When it comes to earning passive income, this quote from American tycoon John D Rockefeller springs to mind: “Do you know the only thing that gives me pleasure? It’s to see my dividends coming in.”
Getting cash from companies
While I’ll never be as wealthy as ‘the richest person in modern history’, I still enjoy being paid dividends to own stakes in companies. For example, my wife and I own 20 different FTSE 350 shares for their attractive cash payouts.
However, one problem with dividends is that most London-listed companies don’t pay any to shareholders. Instead, some firms reinvest their profits to boost future growth, while others don’t generate enough cash to return to shareholders.
A second problem with this passive income is that future dividends are not guaranteed. Thus, they can be cut or cancelled at short notice. Indeed, this happened often during the Covid-19 crisis of 2020-21.
Three hefty FTSE 100 dividends
Currently, the elite FTSE 100 index offers a dividend yield of around 4% a year. But digging deeper reveals dozens of stocks offering market-beating cash payouts.
For example, take these three high-yielding Footsie shares, each of which provides a dividend yield of over 8.5% a year. For the record, my wife and I own all three as part of our diversified, UK-based income portfolio.
Company | Business | Market value | Share price | Dividend yield | One-year change | Five-year change |
Vodafone Group | Telecoms | £19.1bn | 70.94p | 10.9% | -28.1% | -48.1% |
Phoenix Group Holdings | Asset management | £5.1bn | 510p | 10.2% | -19.8% | -26.3% |
M&G | Asset management | £5.5bn | 230.7p | 8.6% | +6.6% | N/A |
My tables shows three FTSE 100 firms with dividend yields ranging from 8.6% to 10.9% a year.
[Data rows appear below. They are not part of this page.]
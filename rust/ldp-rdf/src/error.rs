use thiserror::Error;

/// The common error type used by this crate
#[derive(Error, Debug, Clone, PartialEq, Eq)]
pub enum RdfError {
    /// A string could not be interpreted as an absolute IRI
    #[error("Invalid IRI \"{iri}\": {reason}")]
    InvalidIri {
        /// The rejected input
        iri: String,
        /// Why it was rejected
        reason: String,
    },
}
Across all three stocks, the average cash yield is a juicy 9.9% a year. That’s almost 2.5 times the wider index’s yearly payout.
So all I need to do to get rich is to buy high-yielding stocks and reinvest their dividends into buying yet more shares, right? Wrong, because investing in the stock market is never that easy.
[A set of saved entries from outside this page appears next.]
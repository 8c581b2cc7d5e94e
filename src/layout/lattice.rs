use std::cmp::Ordering;
use std::collections::HashSet;

use eframe::egui::{Pos2, Vec2, pos2};

use crate::error::GraphError;
use crate::graph::ModelGraph;
use crate::rdf::NodeId;

use super::{Layout, Positions};

const COLUMN_PITCH: f32 = 50.0;
const COLUMN_ORIGIN: f32 = 30.0;
const ROW_ORIGIN: f32 = 20.0;
const SIDE_MARGIN: f32 = 10.0;

pub struct LatticeLayout {
    graph: ModelGraph,
    size: Option<Vec2>,
    order: Option<Vec<NodeId>>,
    positions: Positions,
}

impl LatticeLayout {
    pub fn new(graph: ModelGraph) -> Self {
        let positions = Positions::with_capacity(graph.vertex_count());
        Self {
            graph,
            size: None,
            order: None,
            positions,
        }
    }

    /// Uses `order` for placement; it has to name every vertex of the graph.
    pub fn set_vertex_order(&mut self, order: Vec<NodeId>) -> Result<(), GraphError> {
        if let Some(unknown) = order.iter().find(|v| !self.graph.contains_vertex(**v)) {
            return Err(GraphError::InvalidArgument(format!(
                "vertex {} is not part of the graph",
                unknown.index()
            )));
        }

        let listed = order.iter().copied().collect::<HashSet<_>>();
        let missing = self.graph.vertices().filter(|v| !listed.contains(v)).count();
        if missing > 0 {
            return Err(GraphError::InvalidArgument(format!(
                "supplied order must include all vertices of the graph ({missing} missing)"
            )));
        }

        self.order = Some(order);
        Ok(())
    }

    /// Sorts the current order (the graph order if none was set) with `compare`.
    pub fn sort_vertex_order_by<F>(&mut self, compare: F)
    where
        F: FnMut(&NodeId, &NodeId) -> Ordering,
    {
        let order = self
            .order
            .get_or_insert_with(|| self.graph.vertices().collect());
        order.sort_by(compare);
    }

    pub fn columns(width: f32) -> usize {
        (((width - SIDE_MARGIN) / COLUMN_PITCH).floor() as usize).max(1)
    }

    pub fn row_height(height: f32, vertex_count: usize, columns: usize) -> f32 {
        let rows = (vertex_count / columns).max(1);
        (height / rows as f32).floor()
    }
}

impl Layout for LatticeLayout {
    fn graph(&self) -> &ModelGraph {
        &self.graph
    }

    fn initialize(&mut self) {
        let Some(size) = self.size else {
            return;
        };

        let order = self
            .order
            .get_or_insert_with(|| self.graph.vertices().collect());
        let columns = Self::columns(size.x);
        let row_height = Self::row_height(size.y, self.graph.vertex_count(), columns);

        for (index, vertex) in order.iter().enumerate() {
            let column = index % columns;
            let row = index / columns;
            self.positions.set(
                *vertex,
                pos2(
                    column as f32 * COLUMN_PITCH + COLUMN_ORIGIN,
                    ROW_ORIGIN + row as f32 * row_height,
                ),
            );
        }
    }

    fn size(&self) -> Option<Vec2> {
        self.size
    }

    fn set_size(&mut self, size: Vec2) {
        self.size = Some(size);
        self.initialize();
    }

    fn position(&self, vertex: NodeId) -> Option<Pos2> {
        self.positions.get(vertex)
    }

    fn set_position(&mut self, vertex: NodeId, position: Pos2) {
        self.positions.set(vertex, position);
    }
}

#[cfg(test)]
mod tests {
    use std::sync::Arc;

    use eframe::egui::vec2;

    use super::*;
    use crate::graph::tests::{EX, ex};
    use crate::rdf::TripleStore;

    fn chain(length: usize) -> ModelGraph {
        let mut store = TripleStore::new();
        for index in 0..length.saturating_sub(1) {
            store
                .insert(
                    ex(&format!("n{index}")),
                    &format!("{EX}next"),
                    ex(&format!("n{}", index + 1)),
                )
                .unwrap();
        }
        ModelGraph::new(Arc::new(store))
    }

    #[test]
    fn grid_follows_the_placement_formula() {
        let graph = chain(12);
        let mut layout = LatticeLayout::new(graph.clone());
        let (width, height) = (220.0, 300.0);
        layout.set_size(vec2(width, height));

        let columns = 4;
        assert_eq!(LatticeLayout::columns(width), columns);
        let row_height = (height / (12 / columns) as f32).floor();
        assert_eq!(row_height, 100.0);

        for (index, vertex) in graph.vertices().enumerate() {
            let expected = pos2(
                (index % columns) as f32 * 50.0 + 30.0,
                20.0 + (index / columns) as f32 * row_height,
            );
            assert_eq!(layout.position(vertex), Some(expected));
        }
    }

    #[test]
    fn unsized_layout_places_nothing() {
        let graph = chain(3);
        let mut layout = LatticeLayout::new(graph.clone());
        layout.initialize();
        assert!(graph.vertices().all(|v| layout.position(v).is_none()));
    }

    #[test]
    fn explicit_order_is_respected() {
        let graph = chain(3);
        let mut reversed = graph.vertices().collect::<Vec<_>>();
        reversed.reverse();

        let mut layout = LatticeLayout::new(graph.clone());
        layout.set_vertex_order(reversed.clone()).unwrap();
        layout.set_size(vec2(960.0, 780.0));

        assert_eq!(layout.position(reversed[0]), Some(pos2(30.0, 20.0)));
        assert_eq!(layout.position(reversed[2]), Some(pos2(130.0, 20.0)));
    }

    #[test]
    fn incomplete_order_is_rejected() {
        let graph = chain(3);
        let partial = graph.vertices().take(2).collect::<Vec<_>>();

        let mut layout = LatticeLayout::new(graph);
        let result = layout.set_vertex_order(partial);
        assert!(matches!(result, Err(GraphError::InvalidArgument(_))));
    }

    #[test]
    fn comparator_order_sorts_by_label() {
        let graph = chain(3);
        let mut layout = LatticeLayout::new(graph.clone());
        layout.sort_vertex_order_by(|a, b| {
            graph
                .node(*b)
                .to_string()
                .cmp(&graph.node(*a).to_string())
        });
        layout.set_size(vec2(960.0, 780.0));

        let last = graph.store().find_node(&ex("n2")).unwrap();
        assert_eq!(layout.position(last), Some(pos2(30.0, 20.0)));
    }

    #[test]
    fn degenerate_sizes_still_place_every_vertex() {
        let graph = chain(2);
        let mut layout = LatticeLayout::new(graph.clone());
        layout.set_size(vec2(20.0, 10.0));
        assert!(graph.vertices().all(|v| layout.position(v).is_some()));
    }
}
High yields can mean high risk
For instance, had I bought Vodafone Group shares five years ago, I’d have lost almost half my money. Even five years of steady dividends wouldn’t have flipped that negative into a positive.
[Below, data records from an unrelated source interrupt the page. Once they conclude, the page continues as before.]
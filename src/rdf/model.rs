use std::collections::{HashMap, HashSet};
use std::fmt;

use crate::error::GraphError;

use super::prefix::PrefixMap;

#[derive(Clone, Copy, Debug, PartialEq, Eq, Hash, PartialOrd, Ord)]
pub struct NodeId(usize);

impl NodeId {
    pub fn index(self) -> usize {
        self.0
    }
}

#[derive(Clone, Copy, Debug, PartialEq, Eq, Hash, PartialOrd, Ord)]
pub struct PredicateId(usize);

impl PredicateId {
    pub fn index(self) -> usize {
        self.0
    }
}

#[derive(Clone, Copy, Debug, PartialEq, Eq, Hash, PartialOrd, Ord)]
pub struct EdgeId(usize);

impl EdgeId {
    pub fn index(self) -> usize {
        self.0
    }
}

#[derive(Clone, Copy, Debug, PartialEq, Eq, Hash)]
pub enum NodeKind {
    Resource,
    Blank,
    Literal,
}

impl NodeKind {
    pub fn label(self) -> &'static str {
        match self {
            Self::Resource => "resource",
            Self::Blank => "blank node",
            Self::Literal => "literal",
        }
    }
}

#[derive(Clone, Debug, PartialEq, Eq, Hash)]
pub enum Node {
    Resource(String),
    Blank(String),
    Literal {
        value: String,
        datatype: Option<String>,
        language: Option<String>,
    },
}

impl Node {
    pub fn resource(iri: impl Into<String>) -> Self {
        Self::Resource(iri.into())
    }

    pub fn blank(id: impl Into<String>) -> Self {
        Self::Blank(id.into())
    }

    pub fn literal(value: impl Into<String>) -> Self {
        Self::Literal {
            value: value.into(),
            datatype: None,
            language: None,
        }
    }

    pub fn kind(&self) -> NodeKind {
        match self {
            Self::Resource(_) => NodeKind::Resource,
            Self::Blank(_) => NodeKind::Blank,
            Self::Literal { .. } => NodeKind::Literal,
        }
    }

    pub fn is_literal(&self) -> bool {
        matches!(self, Self::Literal { .. })
    }

    pub fn is_blank(&self) -> bool {
        matches!(self, Self::Blank(_))
    }

    pub fn iri(&self) -> Option<&str> {
        match self {
            Self::Resource(iri) => Some(iri),
            _ => None,
        }
    }
}

impl fmt::Display for Node {
    fn fmt(&self, f: &mut fmt::Formatter<'_>) -> fmt::Result {
        match self {
            Self::Resource(iri) => f.write_str(iri),
            Self::Blank(id) => f.write_str(id),
            Self::Literal {
                value,
                language: Some(language),
                ..
            } => write!(f, "{value}@{language}"),
            Self::Literal {
                value,
                datatype: Some(datatype),
                ..
            } => write!(f, "{value}^^{datatype}"),
            Self::Literal { value, .. } => f.write_str(value),
        }
    }
}

#[derive(Clone, Copy, Debug, PartialEq, Eq, Hash)]
pub struct Statement {
    pub subject: NodeId,
    pub predicate: PredicateId,
    pub object: NodeId,
}

/// Deduplicated statement set with interned terms and subject/object indexes.
///
/// Only terms that occur as a subject or an object are interned, so the node
/// table doubles as the vertex set of the statement graph. Node ids follow
/// first appearance, subject before object.
#[derive(Debug, Default)]
pub struct TripleStore {
    nodes: Vec<Node>,
    node_index: HashMap<Node, NodeId>,
    predicates: Vec<String>,
    predicate_index: HashMap<String, PredicateId>,
    statements: Vec<Statement>,
    statement_index: HashSet<Statement>,
    by_subject: Vec<Vec<EdgeId>>,
    by_object: Vec<Vec<EdgeId>>,
    prefixes: PrefixMap,
}

impl TripleStore {
    pub fn new() -> Self {
        Self::default()
    }

    /// Adds a statement; returns `false` when it was already present.
    pub fn insert(
        &mut self,
        subject: Node,
        predicate: &str,
        object: Node,
    ) -> Result<bool, GraphError> {
        if subject.is_literal() {
            return Err(GraphError::InvalidArgument(format!(
                "literal {subject} cannot be the subject of a statement"
            )));
        }

        let subject = self.intern_node(subject);
        let object = self.intern_node(object);
        let predicate = self.intern_predicate(predicate);
        let statement = Statement {
            subject,
            predicate,
            object,
        };

        if !self.statement_index.insert(statement) {
            return Ok(false);
        }

        let edge = EdgeId(self.statements.len());
        self.statements.push(statement);
        self.by_subject[subject.0].push(edge);
        self.by_object[object.0].push(edge);
        Ok(true)
    }

    fn intern_node(&mut self, node: Node) -> NodeId {
        if let Some(&id) = self.node_index.get(&node) {
            return id;
        }

        let id = NodeId(self.nodes.len());
        self.nodes.push(node.clone());
        self.node_index.insert(node, id);
        self.by_subject.push(Vec::new());
        self.by_object.push(Vec::new());
        id
    }

    fn intern_predicate(&mut self, predicate: &str) -> PredicateId {
        if let Some(&id) = self.predicate_index.get(predicate) {
            return id;
        }

        let id = PredicateId(self.predicates.len());
        self.predicates.push(predicate.to_owned());
        self.predicate_index.insert(predicate.to_owned(), id);
        id
    }

    pub fn len(&self) -> usize {
        self.statements.len()
    }

    pub fn is_empty(&self) -> bool {
        self.statements.is_empty()
    }

    pub fn node_count(&self) -> usize {
        self.nodes.len()
    }

    pub fn node(&self, id: NodeId) -> &Node {
        &self.nodes[id.0]
    }

    pub fn find_node(&self, node: &Node) -> Option<NodeId> {
        self.node_index.get(node).copied()
    }

    pub fn node_ids(&self) -> impl ExactSizeIterator<Item = NodeId> + '_ {
        (0..self.nodes.len()).map(NodeId)
    }

    pub fn predicate(&self, id: PredicateId) -> &str {
        &self.predicates[id.0]
    }

    pub fn predicates(&self) -> impl ExactSizeIterator<Item = &str> + '_ {
        self.predicates.iter().map(String::as_str)
    }

    pub fn statement(&self, id: EdgeId) -> Statement {
        self.statements[id.0]
    }

    pub fn contains_statement(&self, statement: &Statement) -> bool {
        self.statement_index.contains(statement)
    }

    pub fn edge_ids(&self) -> impl ExactSizeIterator<Item = EdgeId> + '_ {
        (0..self.statements.len()).map(EdgeId)
    }

    pub fn statements(&self) -> impl ExactSizeIterator<Item = (EdgeId, Statement)> + '_ {
        self.statements
            .iter()
            .enumerate()
            .map(|(index, statement)| (EdgeId(index), *statement))
    }

    pub fn edges_from(&self, subject: NodeId) -> &[EdgeId] {
        self.by_subject
            .get(subject.0)
            .map(Vec::as_slice)
            .unwrap_or_default()
    }

    pub fn edges_to(&self, object: NodeId) -> &[EdgeId] {
        self.by_object
            .get(object.0)
            .map(Vec::as_slice)
            .unwrap_or_default()
    }

    pub fn subjects(&self) -> Vec<NodeId> {
        let mut seen = HashSet::new();
        self.statements
            .iter()
            .filter(|statement| seen.insert(statement.subject))
            .map(|statement| statement.subject)
            .collect()
    }

    pub fn prefixes(&self) -> &PrefixMap {
        &self.prefixes
    }

    pub fn prefixes_mut(&mut self) -> &mut PrefixMap {
        &mut self.prefixes
    }
}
As it happens, my wife and I invested in this stock in December 2022, following steep falls in the share price. We paid 90.2p a share for our stake. Alas, this downtrend continued, with the price crashing to a 52-week low of 62.59p on 12 February 2024.
On Friday (8 March) Vodafone shares closed at 70.94p, leaving us nursing a paper loss of 21.3% since we bought. Even worse, we are still down after banking €0.09 (7p) a share in dividends received to date.
Furthermore, Vodafone’s future dividends could be under threat if it doesn’t generate enough cash. Indeed, it has net debt of €33.4bn (£28.4bn) to service — more than its current market valuation. Still, at least this burden is coming down year on year.
In summary, while I love dividend investing for passive income, it’s not an easy, one-way ticket to wealth. As I know all too well, investments and the income from them may go down as well as up!